Combine honey, corn starch and orange rind in a heave saucepan. Stir in orange juice and water. Bring to a boil. Add butter and blend well.Cool slightly. Sauce will thiken as it cools. (makes about one cup) can be spooned over dessert.


Orange-Lemon Marmelade

  • 3 oranges (unpeeled)
  • 2 lemons (unpeeled)
  • 5 cups sugar
  • 5 cups water
Citrus

Wash fruit and cut crosswise into thin slices, removing seeds. Put slices into deep pan, add water, and let stand in refrigerator 36 hours. Heat to boiling point, and boil (Not simmer) two hours. Add sugar, and boil one hour more. Put into sterile jars and seal.


Orange Ring

  • 1 cup butter
  • 1 cup sugar
  • 3 eggs (separated)
  • 1 cup sour cream
  • 2 tablespoon orange rind (grated)
  • 1 3/4 cup flour
  • 1 teaspoon baking powder
  • 1 teaspoon baking soda
Citrus

Cream butter and sugar until fluffy. Add egg yolks, sour cream and orange rind. Beat untill fluffy. Sift together flour, baking powder and baking soda. Stir into creamed mixture. Beat egg white until stiff (but not dry). Fold into batter. Put into oiled and floured Bundt pan and bake at 325f for one hour.
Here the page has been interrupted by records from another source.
//! Scripted platform for deterministic testing and the demo binary.
//!
//! Implements the Platform trait against in-memory state instead of a
//! real browser, with knobs to change the active tab and to force
//! permission failures.

use std::sync::Arc;

use async_trait::async_trait;
use parking_lot::Mutex;

use crate::platform::{Platform, PlatformError, Screenshot, StreamHandle};
use crate::protocol::TabId;

struct ScriptedState {
    active_tab: Option<TabId>,
    screenshot_bytes: Vec<u8>,
    deny_capture: bool,
    screenshots_taken: u32,
    handles_minted: u32,
}

/// In-memory platform with adjustable behavior.
#[derive(Clone)]
pub struct ScriptedPlatform {
    state: Arc<Mutex<ScriptedState>>,
}

impl ScriptedPlatform {
    /// Platform with the given tab focused and a tiny placeholder PNG.
    pub fn with_active_tab(tab_id: TabId) -> Self {
        Self {
            state: Arc::new(Mutex::new(ScriptedState {
                active_tab: Some(tab_id),
                screenshot_bytes: b"\x89PNG\r\n\x1a\nstub".to_vec(),
                deny_capture: false,
                screenshots_taken: 0,
                handles_minted: 0,
            })),
        }
    }

    /// Platform with no focused tab at all.
    pub fn without_active_tab() -> Self {
        let platform = Self::with_active_tab(0);
        platform.state.lock().active_tab = None;
        platform
    }

    pub fn set_active_tab(&self, tab_id: Option<TabId>) {
        self.state.lock().active_tab = tab_id;
    }

    pub fn set_screenshot_bytes(&self, bytes: Vec<u8>) {
        self.state.lock().screenshot_bytes = bytes;
    }

    /// Make subsequent capture calls fail with a permission error.
    pub fn deny_capture(&self) {
        self.state.lock().deny_capture = true;
    }

    pub fn screenshots_taken(&self) -> u32 {
        self.state.lock().screenshots_taken
    }

    pub fn handles_minted(&self) -> u32 {
        self.state.lock().handles_minted
    }
}

#[async_trait]
impl Platform for ScriptedPlatform {
    async fn active_tab(&self) -> Option<TabId> {
        self.state.lock().active_tab
    }

    async fn capture_screenshot(&self, tab_id: TabId) -> Result<Screenshot, PlatformError> {
        let mut state = self.state.lock();
        if state.deny_capture {
            return Err(PlatformError::PermissionDenied(format!(
                "activeTab permission not granted for tab {tab_id}"
            )));
        }
        state.screenshots_taken += 1;
        Ok(Screenshot {
            bytes: state.screenshot_bytes.clone(),
            mime_type: "image/png".to_string(),
        })
    }

    async fn media_stream_handle(&self, tab_id: TabId) -> Result<StreamHandle, PlatformError> {
        let mut state = self.state.lock();
        if state.deny_capture {
            return Err(PlatformError::PermissionDenied(format!(
                "tab capture not granted for tab {tab_id}"
            )));
        }
        state.handles_minted += 1;
        Ok(StreamHandle(format!(
            "stream-{tab_id}-{}",
            state.handles_minted
        )))
    }
}
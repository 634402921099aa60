//! Envelope types exchanged between contexts.

use serde::{Deserialize, Serialize};
use serde_json::Value;
use uuid::Uuid;

use crate::capture::CaptureResult;
use crate::protocol::command::Command;

/// Fixed channel name carried by every envelope. Messages on any other
/// channel are dropped unread.
pub const CHANNEL: &str = "stepshot-evidence";

/// Any message that travels between contexts.
///
/// The `type` tag discriminates correlated request/response traffic from
/// one-way capture push events.
#[derive(Debug, Clone, Serialize, Deserialize)]
#[serde(tag = "type")]
pub enum Envelope {
    #[serde(rename = "REQUEST")]
    Request(RequestEnvelope),

    #[serde(rename = "RESPONSE")]
    Response(ResponseEnvelope),

    /// A screenshot finished and its artifact is attached.
    #[serde(rename = "EVIDENCE_CAPTURED")]
    EvidenceCaptured(PushEnvelope),

    /// A recording finalized and its artifact is attached.
    #[serde(rename = "VIDEO_CAPTURED")]
    VideoCaptured(PushEnvelope),
}

impl Envelope {
    pub fn channel(&self) -> &str {
        match self {
            Envelope::Request(req) => &req.channel,
            Envelope::Response(resp) => &resp.channel,
            Envelope::EvidenceCaptured(push) | Envelope::VideoCaptured(push) => &push.channel,
        }
    }

    /// Whether this envelope belongs to the shared capture channel.
    pub fn on_channel(&self) -> bool {
        self.channel() == CHANNEL
    }

    /// Wrap a finished capture in the push variant matching its kind.
    pub fn push(result: CaptureResult) -> Self {
        let push = PushEnvelope {
            channel: CHANNEL.to_string(),
            result,
        };
        match push.result.kind {
            crate::capture::CaptureKind::Screenshot => Envelope::EvidenceCaptured(push),
            crate::capture::CaptureKind::Video => Envelope::VideoCaptured(push),
        }
    }
}

/// Correlated request issued by the Page Bridge.
#[derive(Debug, Clone, Serialize, Deserialize)]
pub struct RequestEnvelope {
    pub channel: String,
    #[serde(rename = "requestId")]
    pub request_id: String,
    #[serde(flatten)]
    pub command: Command,
}

impl RequestEnvelope {
    /// Build a request with a fresh correlation id.
    pub fn new(command: Command) -> Self {
        Self {
            channel: CHANNEL.to_string(),
            request_id: Uuid::new_v4().to_string(),
            command,
        }
    }
}

/// Reply to a single request, matched by `request_id`.
#[derive(Debug, Clone, Serialize, Deserialize)]
pub struct ResponseEnvelope {
    pub channel: String,
    #[serde(rename = "requestId")]
    pub request_id: String,
    pub ok: bool,
    #[serde(default, skip_serializing_if = "Option::is_none")]
    pub response: Option<Value>,
    #[serde(default, skip_serializing_if = "Option::is_none")]
    pub error: Option<String>,
}

impl ResponseEnvelope {
    pub fn ok(request_id: impl Into<String>, response: Value) -> Self {
        Self {
            channel: CHANNEL.to_string(),
            request_id: request_id.into(),
            ok: true,
            response: Some(response),
            error: None,
        }
    }

    pub fn err(request_id: impl Into<String>, error: impl Into<String>) -> Self {
        Self {
            channel: CHANNEL.to_string(),
            request_id: request_id.into(),
            ok: false,
            response: None,
            error: Some(error.into()),
        }
    }
}

/// One-way capture announcement; the artifact payload is flattened into
/// the envelope body.
#[derive(Debug, Clone, Serialize, Deserialize)]
pub struct PushEnvelope {
    pub channel: String,
    #[serde(flatten)]
    pub result: CaptureResult,
}

#[cfg(test)]
mod tests {
    use super::*;
    use serde_json::json;

    #[test]
    fn request_wire_shape() {
        let req = RequestEnvelope::new(Command::ArmTabContext {
            execution_id: "E1".into(),
            test_case_id: "T1".into(),
            step_number: 3,
        });
        let value = serde_json::to_value(Envelope::Request(req.clone())).unwrap();

        assert_eq!(value["channel"], CHANNEL);
        assert_eq!(value["type"], "REQUEST");
        assert_eq!(value["requestId"], req.request_id);
        assert_eq!(value["command"], "ARM_TAB_CONTEXT");
        assert_eq!(value["payload"]["executionId"], "E1");
        assert_eq!(value["payload"]["testCaseId"], "T1");
        assert_eq!(value["payload"]["stepNumber"], 3);
    }

    #[test]
    fn fresh_request_ids_per_call() {
        let a = RequestEnvelope::new(Command::Ping {});
        let b = RequestEnvelope::new(Command::Ping {});
        assert_ne!(a.request_id, b.request_id);
    }

    #[test]
    fn response_roundtrip() {
        let raw = json!({
            "channel": CHANNEL,
            "type": "RESPONSE",
            "requestId": "req-1",
            "ok": false,
            "error": "Not recording this tab",
        });
        let parsed: Envelope = serde_json::from_value(raw).unwrap();
        match parsed {
            Envelope::Response(resp) => {
                assert_eq!(resp.request_id, "req-1");
                assert!(!resp.ok);
                assert_eq!(resp.error.as_deref(), Some("Not recording this tab"));
                assert!(resp.response.is_none());
            }
            other => panic!("expected response envelope, got {other:?}"),
        }
    }

    #[test]
    fn foreign_channel_is_detectable() {
        let raw = json!({
            "channel": "someone-elses-channel",
            "type": "RESPONSE",
            "requestId": "req-2",
            "ok": true,
        });
        let parsed: Envelope = serde_json::from_value(raw).unwrap();
        assert!(!parsed.on_channel());
    }
}
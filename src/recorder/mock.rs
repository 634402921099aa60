//! Scripted capture source for deterministic testing and the demo binary.
//!
//! Streams emit a fixed chunk on every flush until stopped, then flush a
//! final chunk and report `Stopped`, matching the cadence of a real
//! recorder. Knobs cover acquisition failure, a one-shot recorder error,
//! and a delayed stop for observing the finalizing state.

use std::collections::HashSet;
use std::sync::Arc;
use std::time::Duration;

use async_trait::async_trait;
use parking_lot::Mutex;
use tokio::sync::mpsc;

use crate::platform::StreamHandle;
use crate::recorder::backend::{CaptureSource, CaptureStream, RecorderEvent, RecorderHandle};
use crate::recorder::RecorderError;

/// Behavior of scripted streams.
#[derive(Clone)]
pub struct ScriptedMedia {
    /// Bytes emitted per data-available flush.
    pub chunk: Vec<u8>,
    /// If set, `acquire` fails with this message.
    pub fail_acquire: Option<String>,
    /// If set, the recorder emits one error event after its first chunk.
    pub error_once: Option<String>,
    /// Delay between the stop signal and the final flush.
    pub stop_delay: Duration,
}

impl Default for ScriptedMedia {
    fn default() -> Self {
        Self {
            chunk: b"webmchunk".to_vec(),
            fail_acquire: None,
            error_once: None,
            stop_delay: Duration::ZERO,
        }
    }
}

impl ScriptedMedia {
    pub fn with_chunk(mut self, chunk: Vec<u8>) -> Self {
        self.chunk = chunk;
        self
    }

    pub fn failing_acquire(mut self, message: impl Into<String>) -> Self {
        self.fail_acquire = Some(message.into());
        self
    }

    pub fn erroring_once(mut self, message: impl Into<String>) -> Self {
        self.error_once = Some(message.into());
        self
    }

    pub fn holding_stop(mut self, delay: Duration) -> Self {
        self.stop_delay = delay;
        self
    }
}

/// In-memory capture source with observable track release.
#[derive(Clone)]
pub struct ScriptedCaptureSource {
    media: ScriptedMedia,
    released: Arc<Mutex<HashSet<String>>>,
}

impl ScriptedCaptureSource {
    pub fn new(media: ScriptedMedia) -> Self {
        Self {
            media,
            released: Arc::new(Mutex::new(HashSet::new())),
        }
    }

    /// Whether the stream acquired from `handle_id` had its tracks
    /// released.
    pub fn tracks_released(&self, handle_id: &str) -> bool {
        self.released.lock().contains(handle_id)
    }
}

#[async_trait]
impl CaptureSource for ScriptedCaptureSource {
    async fn acquire(&self, handle: &StreamHandle) -> Result<Box<dyn CaptureStream>, RecorderError> {
        if let Some(message) = &self.media.fail_acquire {
            return Err(RecorderError::StreamAcquisition(message.clone()));
        }
        Ok(Box::new(ScriptedStream {
            handle_id: handle.0.clone(),
            media: self.media.clone(),
            released: Arc::clone(&self.released),
        }))
    }
}

struct ScriptedStream {
    handle_id: String,
    media: ScriptedMedia,
    released: Arc<Mutex<HashSet<String>>>,
}

impl CaptureStream for ScriptedStream {
    fn mime_type(&self) -> String {
        "video/webm".to_string()
    }

    fn start_recorder(&self, flush_interval: Duration) -> RecorderHandle {
        let (event_tx, event_rx) = mpsc::channel(32);
        let (signal_tx, mut signal_rx) = mpsc::channel(4);
        let chunk = self.media.chunk.clone();
        let mut error_pending = self.media.error_once.clone();
        let stop_delay = self.media.stop_delay;

        tokio::spawn(async move {
            loop {
                tokio::select! {
                    _ = tokio::time::sleep(flush_interval) => {
                        if event_tx.send(RecorderEvent::DataAvailable(chunk.clone())).await.is_err() {
                            break;
                        }
                        if let Some(message) = error_pending.take() {
                            if event_tx.send(RecorderEvent::Error(message)).await.is_err() {
                                break;
                            }
                        }
                    }
                    _signal = signal_rx.recv() => {
                        // Stop, or the session driver went away entirely.
                        if !stop_delay.is_zero() {
                            tokio::time::sleep(stop_delay).await;
                        }
                        let _ = event_tx.send(RecorderEvent::DataAvailable(chunk.clone())).await;
                        let _ = event_tx.send(RecorderEvent::Stopped).await;
                        break;
                    }
                }
            }
        });

        RecorderHandle {
            events: event_rx,
            signals: signal_tx,
        }
    }

    fn stop_tracks(&self) {
        self.released.lock().insert(self.handle_id.clone());
    }
}
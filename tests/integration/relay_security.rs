//! Origin and channel discipline at the content relay, exercised
//! against the full stack with hostile message injection.

#[path = "../common/mod.rs"]
mod common;

use std::time::Duration;

use common::{launch_rig, next_of_type, ORIGIN};
use serde_json::{json, Value};
use stepshot::{Command, CHANNEL};

fn raw_request(request_id: &str, command: &str) -> Value {
    json!({
        "channel": CHANNEL,
        "type": "REQUEST",
        "requestId": request_id,
        "command": command,
        "payload": {},
    })
}

#[tokio::test]
async fn cross_origin_requests_are_never_forwarded() {
    let rig = launch_rig(7);
    let mut host = rig.bus.subscribe();

    // A perfectly well-formed envelope from a foreign window.
    rig.bus.post_foreign(
        "https://evil.example.test",
        raw_request("hostile-1", "CAPTURE_SCREENSHOT_ACTIVE_TAB"),
    );

    assert!(
        next_of_type(&mut host, "RESPONSE", Duration::from_millis(150))
            .await
            .is_none(),
        "a cross-origin request must get no response"
    );
    assert_eq!(rig.platform.screenshots_taken(), 0);
}

#[tokio::test]
async fn wrong_channel_traffic_is_dropped_silently() {
    let rig = launch_rig(7);
    let mut host = rig.bus.subscribe();

    let mut off_channel = raw_request("hostile-2", "PING");
    off_channel["channel"] = json!("other-extension");
    rig.bus.post(off_channel, ORIGIN);
    rig.bus.post(json!(42), ORIGIN);
    rig.bus.post(json!({"type": "REQUEST", "requestId": "x"}), ORIGIN);

    assert!(
        next_of_type(&mut host, "RESPONSE", Duration::from_millis(150))
            .await
            .is_none()
    );

    // The relay itself is unharmed and still serves real calls.
    let response = rig.bridge.call(Command::Ping {}).await.unwrap();
    assert_eq!(response["installed"], true);
}

#[tokio::test]
async fn unknown_commands_surface_as_errors_not_silence() {
    // Passes the relay's shallow screening (it is a pure forwarder) and
    // is rejected by the router's closed command vocabulary.
    let rig = launch_rig(7);
    let mut host = rig.bus.subscribe();

    rig.bus.post(raw_request("req-x", "SELF_DESTRUCT"), ORIGIN);

    let response = next_of_type(&mut host, "RESPONSE", Duration::from_millis(200))
        .await
        .expect("a screened request must be answered");
    assert_eq!(response["requestId"], "req-x");
    assert_eq!(response["ok"], false);
    assert!(response["error"]
        .as_str()
        .unwrap()
        .starts_with("Malformed command"));
}

#[tokio::test]
async fn responses_and_pushes_arrive_at_the_page_origin_only() {
    let rig = launch_rig(7);
    let mut host = rig.bus.subscribe();

    rig.bridge
        .call(Command::CaptureScreenshotActiveTab {})
        .await
        .unwrap();

    let wait = async {
        loop {
            let message = host.recv().await.unwrap();
            let kind = message.data.get("type").and_then(Value::as_str);
            if kind == Some("EVIDENCE_CAPTURED") || kind == Some("RESPONSE") {
                assert_eq!(message.origin, ORIGIN);
                assert!(message.same_window);
                if kind == Some("EVIDENCE_CAPTURED") {
                    break;
                }
            }
        }
    };
    tokio::time::timeout(Duration::from_millis(400), wait)
        .await
        .expect("push should arrive at the page origin");
}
Let cake stand in pan for 10 minutes. Then pour hot orange syrup over cooled cake.


Orange Date Cake

  • 1 cup butter
  • 2 cups sugar
  • 4 eggs
  • 4 cups flour (cake)
  • 1 teaspoon baking soda
  • 1 cup buttermilk
  • 2 tablespoon orange rind (grated)
  • 1 lb. dates (chopped, pitted)
  • 1 cup nuts (chopped)
Citrus

Cream butter and sugar. Add eggs (one at a time), beating well after each addition. Sift flour and soda. Add to creamed mixture in three additions, alternating will buttermilk. Beat thoroughly until smooth. Add orange rind, dates and nuts and mix well. Bake in buttered Bundt pan in 350f oven until it tests done (from 1 to 1 1/2 hours). Remove from over and cover with syrup. While cake is baking prepare syrup.


Citrus Glazed Lamb Roast

  • 5 lb. leg of lamb
  • salt and pepper
  • 2 tablespoon cornstarch
  • 1 teaspoon cinnamon
  • 1/4 teaspoon ginger
  • 2 cups orange juice
  • 2 tablespoon honey
  • 2 grapefruits (sectioned)
  • 1 orange (sectioned)
Citrus

Set leg of lamb on rack in shallow roasting pan. Rub with salt and pepper. In a saucepan, blend cornstarch, cinnamon and ginger. Slowly stir orange juice and honey into cornstarch mixture. Cook over low heat, stirring constantly until thick and clear. Remove from heat and pour one cup of sauce over lamb. To remaining orange juice add sectioned grapefruit and orange. Roast lamb at 325f for three hours, basting frequently. Heat reserved sauce stirring slowly and serve with lamb. Serves 8.